看到商挽蕭,辛辭大抵知道了對方口中的皇叔究竟是誰,同時也猜到了男子該是某位皇子,心間不禁一提,難不成宮裡派人來查她這逃犯了?
辛辭神經繃緊,已做好隨時轉身出門的打算,但面上仍然鎮定,點點頭應了“是”。
見辛辭點頭,商舟合掌一拍,語氣十分輕快:“既是剛來,那離開也該是無甚留戀了。”
事情的走向完全超出了辛辭的預料,她滿眸狐疑,弄不懂對方的話中之意。
商舟看出了辛辭的疑惑,主動解釋:“昨日我見你在街上行俠仗義,心中好生佩服,當時就想與俠士你結識,奈何昨日我急著回宮,無法露面,只能先派人暗中跟隨,記下俠士的住處。今日特地來此,便是為了彌補昨日缺憾。”

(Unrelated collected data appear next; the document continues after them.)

//! Application service: release directory management on one host.
//!
//! Imports only from `crate::domain` and `crate::application::ports`.

use anyhow::Result;
use rollout_common::ReleaseLayout;

use crate::application::ports::{ProgressReporter, RemoteShell};
use crate::application::services::remote::HostSession;
use crate::domain::RemoteCommand;
use crate::domain::release::{release_id_from_target, select_prunable};

/// Create `path` (and its parents) on the host. Idempotent.
///
/// # Errors
///
/// Returns `DeployError::RemoteExecution` if `mkdir` fails.
pub async fn create_release_directory(
    session: &HostSession<'_, impl RemoteShell, impl ProgressReporter>,
    path: &str,
) -> Result<()> {
    session
        .run(&RemoteCommand::exec("mkdir", ["-p", path]))
        .await?;
    Ok(())
}

/// Temporary link name used while swapping `current`.
#[must_use]
pub fn staging_link(current: &str, release_id: &str) -> String {
    format!("{current}.tmp-{release_id}")
}

/// Point `current` at `release_path`.
///
/// The new link is created under a temporary name and renamed over
/// `current`, so readers see either the old or the new release, never a
/// missing link.
///
/// # Errors
///
/// Returns `DeployError::RemoteExecution` if either command fails.
pub async fn cutover(
    session: &HostSession<'_, impl RemoteShell, impl ProgressReporter>,
    release_id: &str,
    release_path: &str,
    current: &str,
) -> Result<()> {
    let staging = staging_link(current, release_id);
    session
        .run(&RemoteCommand::exec("ln", ["-sfn", release_path, staging.as_str()]))
        .await?;
    session
        .run(&RemoteCommand::exec("mv", ["-T", staging.as_str(), current]))
        .await?;
    tracing::info!(host = session.label(), release = release_id, "current switched");
    Ok(())
}

/// Release the `current` link resolves to, if any.
///
/// A missing link (first deploy) is not an error.
///
/// # Errors
///
/// Returns an error only if the host cannot be reached.
pub async fn current_release(
    session: &HostSession<'_, impl RemoteShell, impl ProgressReporter>,
    layout: &ReleaseLayout,
) -> Result<Option<String>> {
    let out = session
        .probe(&RemoteCommand::exec("readlink", [layout.current.as_str()]))
        .await?;
    Ok(out
        .as_deref()
        .and_then(release_id_from_target)
        .map(str::to_owned))
}

/// Names under `releases/`, as listed by the host. Empty before the first deploy.
///
/// # Errors
///
/// Returns an error only if the host cannot be reached.
pub async fn list_releases(
    session: &HostSession<'_, impl RemoteShell, impl ProgressReporter>,
    layout: &ReleaseLayout,
) -> Result<Vec<String>> {
    let out = session
        .probe(&RemoteCommand::exec("ls", ["-1", layout.releases_dir.as_str()]))
        .await?
        .unwrap_or_default();
    Ok(out
        .lines()
        .map(str::trim)
        .filter(|l| !l.is_empty())
        .map(str::to_owned)
        .collect())
}

/// Delete all but the newest `keep` releases, never the one `current` uses.
///
/// Returns the deleted release ids, oldest first.
///
/// # Errors
///
/// Returns `DeployError::RemoteExecution` if listing or deletion fails.
pub async fn prune_releases(
    session: &HostSession<'_, impl RemoteShell, impl ProgressReporter>,
    layout: &ReleaseLayout,
    keep: usize,
) -> Result<Vec<String>> {
    let entries = list_releases(session, layout).await?;
    let current = current_release(session, layout).await?;
    let doomed = select_prunable(&entries, current.as_deref(), keep);
    if doomed.is_empty() {
        return Ok(doomed);
    }
    let mut args = vec!["-rf".to_string()];
    args.extend(doomed.iter().map(|id| layout.release_path(id)));
    session.run(&RemoteCommand::exec("rm", args)).await?;
    tracing::info!(host = session.label(), pruned = doomed.len(), "old releases removed");
    Ok(doomed)
}

/// Link each shared path from `shared/` into the release.
///
/// Whatever the sync put at the link location is replaced, so the shared
/// copy always wins.
///
/// # Errors
///
/// Returns `DeployError::RemoteExecution` if a command fails.
pub async fn link_shared_paths(
    session: &HostSession<'_, impl RemoteShell, impl ProgressReporter>,
    layout: &ReleaseLayout,
    release_path: &str,
    shared_paths: &[String],
) -> Result<()> {
    for rel in shared_paths {
        let rel = rel.trim_matches('/');
        let source = format!("{}/{rel}", layout.shared_dir);
        let link = format!("{release_path}/{rel}");
        let link_parent = parent_dir(&link);
        session
            .run(&RemoteCommand::exec(
                "mkdir",
                ["-p", parent_dir(&source), link_parent],
            ))
            .await?;
        session
            .run(&RemoteCommand::exec("rm", ["-rf", link.as_str()]))
            .await?;
        session
            .run(&RemoteCommand::exec("ln", ["-s", source.as_str(), link.as_str()]))
            .await?;
    }
    Ok(())
}

fn parent_dir(path: &str) -> &str {
    match path.rfind('/') {
        Some(0) | None => "/",
        Some(idx) => &path[..idx],
    }
}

聞及此,辛辭大抵知道了對方是如何認識她的,但對於那句“離開”仍是毫無頭緒。
不過,商舟很快為她解答了疑惑,只見其將身子一轉,看向商挽蕭,“皇叔,我想和你要一人,能給侄兒不?”
商挽蕭的視線掠過商舟落在辛辭身上,目光冷冷,似是帶著幾分不悅,沉默半晌才開口,“這事你該問她自己。”